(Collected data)
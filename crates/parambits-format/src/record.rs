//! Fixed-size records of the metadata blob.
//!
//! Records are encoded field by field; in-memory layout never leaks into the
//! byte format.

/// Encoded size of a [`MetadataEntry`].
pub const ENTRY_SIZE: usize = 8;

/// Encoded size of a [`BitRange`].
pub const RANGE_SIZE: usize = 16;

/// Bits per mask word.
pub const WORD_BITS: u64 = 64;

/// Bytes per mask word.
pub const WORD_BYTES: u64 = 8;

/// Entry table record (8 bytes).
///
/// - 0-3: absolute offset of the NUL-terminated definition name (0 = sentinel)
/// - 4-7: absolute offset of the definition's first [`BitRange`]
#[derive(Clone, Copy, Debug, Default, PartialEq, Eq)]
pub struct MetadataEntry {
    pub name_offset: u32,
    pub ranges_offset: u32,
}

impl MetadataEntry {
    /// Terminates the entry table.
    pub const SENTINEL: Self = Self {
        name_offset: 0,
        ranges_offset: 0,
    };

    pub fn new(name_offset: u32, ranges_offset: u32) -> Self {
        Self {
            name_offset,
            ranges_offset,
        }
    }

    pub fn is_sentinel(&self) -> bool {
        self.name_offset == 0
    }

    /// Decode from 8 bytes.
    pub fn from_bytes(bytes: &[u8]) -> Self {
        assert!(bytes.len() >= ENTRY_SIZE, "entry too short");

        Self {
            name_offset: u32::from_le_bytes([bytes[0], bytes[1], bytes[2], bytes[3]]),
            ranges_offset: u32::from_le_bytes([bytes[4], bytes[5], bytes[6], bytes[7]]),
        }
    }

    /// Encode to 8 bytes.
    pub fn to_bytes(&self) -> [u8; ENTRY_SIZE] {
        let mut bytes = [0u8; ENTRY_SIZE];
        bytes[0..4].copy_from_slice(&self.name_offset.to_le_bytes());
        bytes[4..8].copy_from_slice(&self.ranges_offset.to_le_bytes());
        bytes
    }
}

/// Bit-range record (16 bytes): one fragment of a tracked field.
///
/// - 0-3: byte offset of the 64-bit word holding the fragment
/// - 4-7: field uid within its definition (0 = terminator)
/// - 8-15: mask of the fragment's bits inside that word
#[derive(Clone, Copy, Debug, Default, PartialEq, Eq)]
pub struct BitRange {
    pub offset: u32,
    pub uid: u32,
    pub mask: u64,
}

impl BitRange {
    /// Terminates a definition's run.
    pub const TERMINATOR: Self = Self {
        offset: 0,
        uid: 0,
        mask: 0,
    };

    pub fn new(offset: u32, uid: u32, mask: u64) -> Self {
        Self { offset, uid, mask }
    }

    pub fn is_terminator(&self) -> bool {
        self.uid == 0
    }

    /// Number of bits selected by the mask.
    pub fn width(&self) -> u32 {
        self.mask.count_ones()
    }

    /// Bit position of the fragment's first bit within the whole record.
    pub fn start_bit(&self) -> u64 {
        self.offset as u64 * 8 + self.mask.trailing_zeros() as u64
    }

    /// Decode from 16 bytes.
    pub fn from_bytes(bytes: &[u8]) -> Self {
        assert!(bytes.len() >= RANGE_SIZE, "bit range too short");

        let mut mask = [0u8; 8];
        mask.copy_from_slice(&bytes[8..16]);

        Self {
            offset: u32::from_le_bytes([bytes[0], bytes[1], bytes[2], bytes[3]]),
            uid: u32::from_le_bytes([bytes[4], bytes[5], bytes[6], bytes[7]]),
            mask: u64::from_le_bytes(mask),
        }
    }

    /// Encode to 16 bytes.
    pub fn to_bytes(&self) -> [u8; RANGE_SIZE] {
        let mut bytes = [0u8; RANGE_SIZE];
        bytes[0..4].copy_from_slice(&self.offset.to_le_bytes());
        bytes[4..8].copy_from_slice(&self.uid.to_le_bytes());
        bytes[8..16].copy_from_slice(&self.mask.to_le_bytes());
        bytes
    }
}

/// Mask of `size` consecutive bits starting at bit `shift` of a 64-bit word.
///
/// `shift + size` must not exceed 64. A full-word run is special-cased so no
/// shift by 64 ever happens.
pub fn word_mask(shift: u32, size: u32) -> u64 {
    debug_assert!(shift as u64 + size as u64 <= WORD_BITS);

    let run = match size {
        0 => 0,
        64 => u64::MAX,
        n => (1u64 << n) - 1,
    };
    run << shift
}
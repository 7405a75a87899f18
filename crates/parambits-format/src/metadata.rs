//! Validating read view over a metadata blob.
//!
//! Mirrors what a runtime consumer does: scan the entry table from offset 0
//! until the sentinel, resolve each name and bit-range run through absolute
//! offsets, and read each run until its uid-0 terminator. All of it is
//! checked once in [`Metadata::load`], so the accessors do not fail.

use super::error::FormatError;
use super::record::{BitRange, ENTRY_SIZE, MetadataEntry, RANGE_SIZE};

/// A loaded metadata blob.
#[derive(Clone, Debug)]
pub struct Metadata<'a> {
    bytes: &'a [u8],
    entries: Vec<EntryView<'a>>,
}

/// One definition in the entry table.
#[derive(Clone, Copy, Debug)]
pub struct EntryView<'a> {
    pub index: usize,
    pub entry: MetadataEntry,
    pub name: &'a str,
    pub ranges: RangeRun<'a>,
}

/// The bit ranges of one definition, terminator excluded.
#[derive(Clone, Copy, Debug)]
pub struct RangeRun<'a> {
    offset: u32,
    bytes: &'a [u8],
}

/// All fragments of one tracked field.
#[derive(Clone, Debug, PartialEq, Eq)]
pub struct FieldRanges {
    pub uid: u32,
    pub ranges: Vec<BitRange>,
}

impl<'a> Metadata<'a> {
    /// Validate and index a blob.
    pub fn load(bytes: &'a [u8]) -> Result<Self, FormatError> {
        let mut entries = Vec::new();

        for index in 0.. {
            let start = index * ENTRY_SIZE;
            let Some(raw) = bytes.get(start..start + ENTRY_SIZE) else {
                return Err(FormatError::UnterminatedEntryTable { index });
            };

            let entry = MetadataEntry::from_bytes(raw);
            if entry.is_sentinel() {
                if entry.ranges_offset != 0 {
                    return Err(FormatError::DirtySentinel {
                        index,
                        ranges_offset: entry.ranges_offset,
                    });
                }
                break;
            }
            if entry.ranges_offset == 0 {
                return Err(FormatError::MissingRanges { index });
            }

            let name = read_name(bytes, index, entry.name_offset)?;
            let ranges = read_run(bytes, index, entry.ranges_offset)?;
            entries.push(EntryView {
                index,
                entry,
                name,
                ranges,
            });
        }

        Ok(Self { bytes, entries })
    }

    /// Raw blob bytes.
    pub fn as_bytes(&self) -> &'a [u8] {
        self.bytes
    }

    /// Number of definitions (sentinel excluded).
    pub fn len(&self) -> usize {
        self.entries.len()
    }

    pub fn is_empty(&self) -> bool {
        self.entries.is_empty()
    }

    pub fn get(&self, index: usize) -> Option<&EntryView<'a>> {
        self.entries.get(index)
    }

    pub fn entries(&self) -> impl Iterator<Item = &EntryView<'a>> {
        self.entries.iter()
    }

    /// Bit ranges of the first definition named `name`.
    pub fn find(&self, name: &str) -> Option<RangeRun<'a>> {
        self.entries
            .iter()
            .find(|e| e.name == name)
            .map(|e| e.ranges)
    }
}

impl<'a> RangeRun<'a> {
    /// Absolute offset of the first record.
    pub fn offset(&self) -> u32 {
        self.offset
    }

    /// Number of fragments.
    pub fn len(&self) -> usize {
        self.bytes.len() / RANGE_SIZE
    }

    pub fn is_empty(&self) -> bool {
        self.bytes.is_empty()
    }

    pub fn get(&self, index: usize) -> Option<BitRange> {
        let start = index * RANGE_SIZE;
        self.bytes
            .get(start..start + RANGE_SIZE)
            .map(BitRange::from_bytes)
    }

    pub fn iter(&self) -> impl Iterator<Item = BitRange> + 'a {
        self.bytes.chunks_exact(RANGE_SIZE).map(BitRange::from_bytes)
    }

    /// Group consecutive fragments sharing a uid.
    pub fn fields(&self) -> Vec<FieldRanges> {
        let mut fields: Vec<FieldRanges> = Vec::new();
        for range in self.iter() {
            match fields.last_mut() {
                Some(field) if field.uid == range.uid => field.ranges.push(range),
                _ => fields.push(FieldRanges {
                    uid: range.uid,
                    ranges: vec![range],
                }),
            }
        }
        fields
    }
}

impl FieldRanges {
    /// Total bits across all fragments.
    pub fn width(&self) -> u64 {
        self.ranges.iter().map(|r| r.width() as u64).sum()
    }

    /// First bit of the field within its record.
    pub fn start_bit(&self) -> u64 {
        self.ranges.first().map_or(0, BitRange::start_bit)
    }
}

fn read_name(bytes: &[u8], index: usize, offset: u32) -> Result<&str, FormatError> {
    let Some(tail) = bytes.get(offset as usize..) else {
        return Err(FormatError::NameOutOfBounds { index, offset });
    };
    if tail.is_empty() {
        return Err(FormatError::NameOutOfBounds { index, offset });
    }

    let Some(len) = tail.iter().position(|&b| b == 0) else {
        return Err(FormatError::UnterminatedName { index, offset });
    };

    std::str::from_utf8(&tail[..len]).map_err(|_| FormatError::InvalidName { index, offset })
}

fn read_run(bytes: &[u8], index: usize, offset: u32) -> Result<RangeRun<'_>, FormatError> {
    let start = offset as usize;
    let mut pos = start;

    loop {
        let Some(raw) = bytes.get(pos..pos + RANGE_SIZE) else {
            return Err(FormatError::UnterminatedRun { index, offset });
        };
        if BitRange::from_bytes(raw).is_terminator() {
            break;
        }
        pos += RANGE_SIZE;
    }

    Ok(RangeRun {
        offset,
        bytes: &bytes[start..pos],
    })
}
---
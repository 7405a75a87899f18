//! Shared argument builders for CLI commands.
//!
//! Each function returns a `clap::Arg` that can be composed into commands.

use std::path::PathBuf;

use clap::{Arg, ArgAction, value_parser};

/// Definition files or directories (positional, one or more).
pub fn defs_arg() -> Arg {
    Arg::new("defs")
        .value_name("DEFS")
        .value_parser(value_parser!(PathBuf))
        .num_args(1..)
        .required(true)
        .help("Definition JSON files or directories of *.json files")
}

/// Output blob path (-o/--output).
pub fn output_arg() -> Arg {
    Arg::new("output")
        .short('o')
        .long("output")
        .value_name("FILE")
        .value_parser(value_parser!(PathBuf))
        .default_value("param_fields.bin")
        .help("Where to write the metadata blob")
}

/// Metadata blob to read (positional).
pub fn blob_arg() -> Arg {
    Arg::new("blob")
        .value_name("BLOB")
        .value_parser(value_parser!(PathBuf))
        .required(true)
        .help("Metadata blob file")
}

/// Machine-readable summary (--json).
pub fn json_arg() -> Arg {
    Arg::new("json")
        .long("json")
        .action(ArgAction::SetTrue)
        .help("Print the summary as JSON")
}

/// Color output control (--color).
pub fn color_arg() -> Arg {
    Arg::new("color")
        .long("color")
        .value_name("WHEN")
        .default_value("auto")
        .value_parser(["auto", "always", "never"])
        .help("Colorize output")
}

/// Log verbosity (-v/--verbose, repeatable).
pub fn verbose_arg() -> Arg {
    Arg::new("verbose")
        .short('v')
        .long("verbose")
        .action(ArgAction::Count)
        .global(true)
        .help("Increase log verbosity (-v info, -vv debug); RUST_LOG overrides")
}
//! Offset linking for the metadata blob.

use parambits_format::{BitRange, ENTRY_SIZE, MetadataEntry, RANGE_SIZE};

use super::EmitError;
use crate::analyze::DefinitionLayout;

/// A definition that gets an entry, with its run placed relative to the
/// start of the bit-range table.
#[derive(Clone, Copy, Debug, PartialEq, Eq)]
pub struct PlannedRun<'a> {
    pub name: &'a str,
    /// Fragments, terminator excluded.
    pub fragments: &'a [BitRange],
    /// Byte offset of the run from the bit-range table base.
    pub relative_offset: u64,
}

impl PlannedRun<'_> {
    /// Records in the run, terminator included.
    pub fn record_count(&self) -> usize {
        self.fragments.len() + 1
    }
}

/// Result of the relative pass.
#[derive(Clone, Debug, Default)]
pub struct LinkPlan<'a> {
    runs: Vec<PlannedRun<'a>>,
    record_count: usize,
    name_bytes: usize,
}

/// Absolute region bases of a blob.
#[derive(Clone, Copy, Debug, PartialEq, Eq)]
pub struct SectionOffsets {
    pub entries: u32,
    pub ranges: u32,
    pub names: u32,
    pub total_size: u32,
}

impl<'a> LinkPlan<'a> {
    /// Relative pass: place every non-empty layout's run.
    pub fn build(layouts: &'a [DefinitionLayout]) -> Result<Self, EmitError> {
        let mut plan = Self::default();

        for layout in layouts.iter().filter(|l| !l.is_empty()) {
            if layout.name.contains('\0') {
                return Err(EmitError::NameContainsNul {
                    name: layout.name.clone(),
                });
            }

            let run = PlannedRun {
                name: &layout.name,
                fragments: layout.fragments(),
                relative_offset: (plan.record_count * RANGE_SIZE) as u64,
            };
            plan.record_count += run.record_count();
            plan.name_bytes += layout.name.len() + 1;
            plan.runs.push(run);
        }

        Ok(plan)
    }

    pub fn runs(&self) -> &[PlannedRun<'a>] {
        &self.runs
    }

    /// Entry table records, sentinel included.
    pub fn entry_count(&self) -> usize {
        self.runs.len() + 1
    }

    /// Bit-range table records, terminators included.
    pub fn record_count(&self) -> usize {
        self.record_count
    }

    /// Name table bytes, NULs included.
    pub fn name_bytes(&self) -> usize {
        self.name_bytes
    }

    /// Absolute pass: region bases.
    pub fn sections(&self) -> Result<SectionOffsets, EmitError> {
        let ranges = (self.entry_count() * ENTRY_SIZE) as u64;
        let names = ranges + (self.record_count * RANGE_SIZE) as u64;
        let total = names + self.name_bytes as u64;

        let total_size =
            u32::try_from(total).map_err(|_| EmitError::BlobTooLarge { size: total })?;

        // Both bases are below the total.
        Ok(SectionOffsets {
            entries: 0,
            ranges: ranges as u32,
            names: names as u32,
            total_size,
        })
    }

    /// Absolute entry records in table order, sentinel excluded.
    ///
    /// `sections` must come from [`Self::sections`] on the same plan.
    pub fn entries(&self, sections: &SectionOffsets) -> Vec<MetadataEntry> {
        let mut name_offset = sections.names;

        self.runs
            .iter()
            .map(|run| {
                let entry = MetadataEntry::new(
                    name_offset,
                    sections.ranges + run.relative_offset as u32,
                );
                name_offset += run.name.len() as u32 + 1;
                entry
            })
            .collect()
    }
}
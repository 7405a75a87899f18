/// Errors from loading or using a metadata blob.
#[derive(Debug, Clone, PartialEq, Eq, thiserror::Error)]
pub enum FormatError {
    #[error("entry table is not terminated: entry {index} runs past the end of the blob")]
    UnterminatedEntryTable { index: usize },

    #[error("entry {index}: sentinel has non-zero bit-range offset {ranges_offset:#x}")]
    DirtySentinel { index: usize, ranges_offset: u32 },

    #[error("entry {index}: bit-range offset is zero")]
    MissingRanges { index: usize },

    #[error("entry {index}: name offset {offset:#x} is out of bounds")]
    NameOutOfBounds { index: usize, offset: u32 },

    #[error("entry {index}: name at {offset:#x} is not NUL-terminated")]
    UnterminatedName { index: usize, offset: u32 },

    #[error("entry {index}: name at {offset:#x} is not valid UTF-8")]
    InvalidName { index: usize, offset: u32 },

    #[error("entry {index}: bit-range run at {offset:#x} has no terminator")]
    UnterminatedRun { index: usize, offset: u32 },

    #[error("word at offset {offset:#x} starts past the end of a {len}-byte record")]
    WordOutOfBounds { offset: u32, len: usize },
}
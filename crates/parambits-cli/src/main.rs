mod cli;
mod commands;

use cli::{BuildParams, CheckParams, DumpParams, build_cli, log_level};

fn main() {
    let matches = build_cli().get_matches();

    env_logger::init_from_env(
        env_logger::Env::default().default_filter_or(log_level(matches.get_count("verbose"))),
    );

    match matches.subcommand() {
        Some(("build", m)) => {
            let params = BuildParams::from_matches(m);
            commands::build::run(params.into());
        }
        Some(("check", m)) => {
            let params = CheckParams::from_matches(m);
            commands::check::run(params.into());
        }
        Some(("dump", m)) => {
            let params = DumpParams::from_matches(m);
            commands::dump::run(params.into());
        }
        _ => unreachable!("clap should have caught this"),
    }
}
* * *
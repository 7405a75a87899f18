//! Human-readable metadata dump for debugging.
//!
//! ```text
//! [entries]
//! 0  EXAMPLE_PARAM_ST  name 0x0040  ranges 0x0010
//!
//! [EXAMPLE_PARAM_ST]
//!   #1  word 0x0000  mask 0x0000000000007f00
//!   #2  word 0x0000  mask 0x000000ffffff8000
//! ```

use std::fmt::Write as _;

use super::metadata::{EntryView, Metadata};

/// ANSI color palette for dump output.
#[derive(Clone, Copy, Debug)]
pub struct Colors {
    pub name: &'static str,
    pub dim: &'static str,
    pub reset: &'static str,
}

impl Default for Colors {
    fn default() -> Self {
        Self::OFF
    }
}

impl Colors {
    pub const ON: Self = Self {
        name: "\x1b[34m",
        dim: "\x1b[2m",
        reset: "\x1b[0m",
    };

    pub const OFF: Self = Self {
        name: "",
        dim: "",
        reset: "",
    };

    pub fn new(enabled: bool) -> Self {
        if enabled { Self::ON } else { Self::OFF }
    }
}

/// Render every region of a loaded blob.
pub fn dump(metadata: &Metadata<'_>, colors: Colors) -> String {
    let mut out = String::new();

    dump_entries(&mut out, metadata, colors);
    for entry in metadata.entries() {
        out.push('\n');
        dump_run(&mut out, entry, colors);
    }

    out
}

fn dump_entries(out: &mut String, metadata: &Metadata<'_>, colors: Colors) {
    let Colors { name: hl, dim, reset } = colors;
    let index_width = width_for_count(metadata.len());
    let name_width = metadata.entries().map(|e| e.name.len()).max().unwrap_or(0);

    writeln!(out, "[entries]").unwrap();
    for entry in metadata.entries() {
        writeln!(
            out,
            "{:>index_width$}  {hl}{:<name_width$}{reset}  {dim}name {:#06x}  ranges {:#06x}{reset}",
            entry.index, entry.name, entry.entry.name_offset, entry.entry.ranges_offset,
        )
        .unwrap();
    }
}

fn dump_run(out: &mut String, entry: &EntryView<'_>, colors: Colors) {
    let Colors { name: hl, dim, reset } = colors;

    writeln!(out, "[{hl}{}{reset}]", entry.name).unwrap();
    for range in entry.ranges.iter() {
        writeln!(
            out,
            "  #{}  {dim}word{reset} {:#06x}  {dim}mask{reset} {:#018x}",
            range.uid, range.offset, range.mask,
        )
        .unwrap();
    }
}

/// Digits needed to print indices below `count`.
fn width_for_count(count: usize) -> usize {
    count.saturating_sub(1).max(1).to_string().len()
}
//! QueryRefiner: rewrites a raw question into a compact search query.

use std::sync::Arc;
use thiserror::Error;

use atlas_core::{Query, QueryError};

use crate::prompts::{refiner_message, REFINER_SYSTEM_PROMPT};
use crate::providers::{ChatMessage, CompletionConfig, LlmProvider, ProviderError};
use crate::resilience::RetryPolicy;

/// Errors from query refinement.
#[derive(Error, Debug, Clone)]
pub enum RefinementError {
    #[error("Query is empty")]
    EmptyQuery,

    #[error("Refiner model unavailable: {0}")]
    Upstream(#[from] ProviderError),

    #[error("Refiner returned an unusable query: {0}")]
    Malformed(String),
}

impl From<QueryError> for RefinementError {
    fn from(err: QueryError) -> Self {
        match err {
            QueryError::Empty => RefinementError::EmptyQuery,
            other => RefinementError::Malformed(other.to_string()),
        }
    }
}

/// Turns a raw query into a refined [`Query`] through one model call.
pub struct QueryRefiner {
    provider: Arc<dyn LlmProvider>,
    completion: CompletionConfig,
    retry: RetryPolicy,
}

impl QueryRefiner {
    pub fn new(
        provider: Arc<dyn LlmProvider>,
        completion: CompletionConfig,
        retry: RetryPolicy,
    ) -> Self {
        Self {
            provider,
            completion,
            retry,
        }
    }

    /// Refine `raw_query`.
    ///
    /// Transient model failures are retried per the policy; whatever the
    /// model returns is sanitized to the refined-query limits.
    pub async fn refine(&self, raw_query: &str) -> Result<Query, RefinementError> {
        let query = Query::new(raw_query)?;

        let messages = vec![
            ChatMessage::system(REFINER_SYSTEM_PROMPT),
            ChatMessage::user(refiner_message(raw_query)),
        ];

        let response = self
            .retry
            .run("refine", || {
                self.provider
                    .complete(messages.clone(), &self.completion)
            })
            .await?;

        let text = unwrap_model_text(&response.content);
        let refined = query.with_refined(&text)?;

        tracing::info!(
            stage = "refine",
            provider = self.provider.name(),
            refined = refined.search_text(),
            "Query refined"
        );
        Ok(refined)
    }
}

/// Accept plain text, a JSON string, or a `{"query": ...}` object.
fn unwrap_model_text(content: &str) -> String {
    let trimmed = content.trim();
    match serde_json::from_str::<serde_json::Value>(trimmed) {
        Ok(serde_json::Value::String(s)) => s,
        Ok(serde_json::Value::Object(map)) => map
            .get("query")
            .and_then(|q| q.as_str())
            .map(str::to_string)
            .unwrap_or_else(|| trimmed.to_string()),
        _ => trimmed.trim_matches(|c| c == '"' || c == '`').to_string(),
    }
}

ACTIVITY: In the entries above, find the line with "filename crates/parambits-format/src/record.rs" and the line with "bytes[0..4].copy_from_slice(&self.name_offset.to_le_bytes());", then restate word for word both of them and every line between, with nothing more.

RESULT OF THE EXERCISE:
filename crates/parambits-format/src/record.rs
//! Fixed-size records of the metadata blob.
//!
//! Records are encoded field by field; in-memory layout never leaks into the
//! byte format.

/// Encoded size of a [`MetadataEntry`].
pub const ENTRY_SIZE: usize = 8;

/// Encoded size of a [`BitRange`].
pub const RANGE_SIZE: usize = 16;

/// Bits per mask word.
pub const WORD_BITS: u64 = 64;

/// Bytes per mask word.
pub const WORD_BYTES: u64 = 8;

/// Entry table record (8 bytes).
///
/// - 0-3: absolute offset of the NUL-terminated definition name (0 = sentinel)
/// - 4-7: absolute offset of the definition's first [`BitRange`]
#[derive(Clone, Copy, Debug, Default, PartialEq, Eq)]
pub struct MetadataEntry {
    pub name_offset: u32,
    pub ranges_offset: u32,
}

impl MetadataEntry {
    /// Terminates the entry table.
    pub const SENTINEL: Self = Self {
        name_offset: 0,
        ranges_offset: 0,
    };

    pub fn new(name_offset: u32, ranges_offset: u32) -> Self {
        Self {
            name_offset,
            ranges_offset,
        }
    }

    pub fn is_sentinel(&self) -> bool {
        self.name_offset == 0
    }

    /// Decode from 8 bytes.
    pub fn from_bytes(bytes: &[u8]) -> Self {
        assert!(bytes.len() >= ENTRY_SIZE, "entry too short");

        Self {
            name_offset: u32::from_le_bytes([bytes[0], bytes[1], bytes[2], bytes[3]]),
            ranges_offset: u32::from_le_bytes([bytes[4], bytes[5], bytes[6], bytes[7]]),
        }
    }

    /// Encode to 8 bytes.
    pub fn to_bytes(&self) -> [u8; ENTRY_SIZE] {
        let mut bytes = [0u8; ENTRY_SIZE];
        bytes[0..4].copy_from_slice(&self.name_offset.to_le_bytes());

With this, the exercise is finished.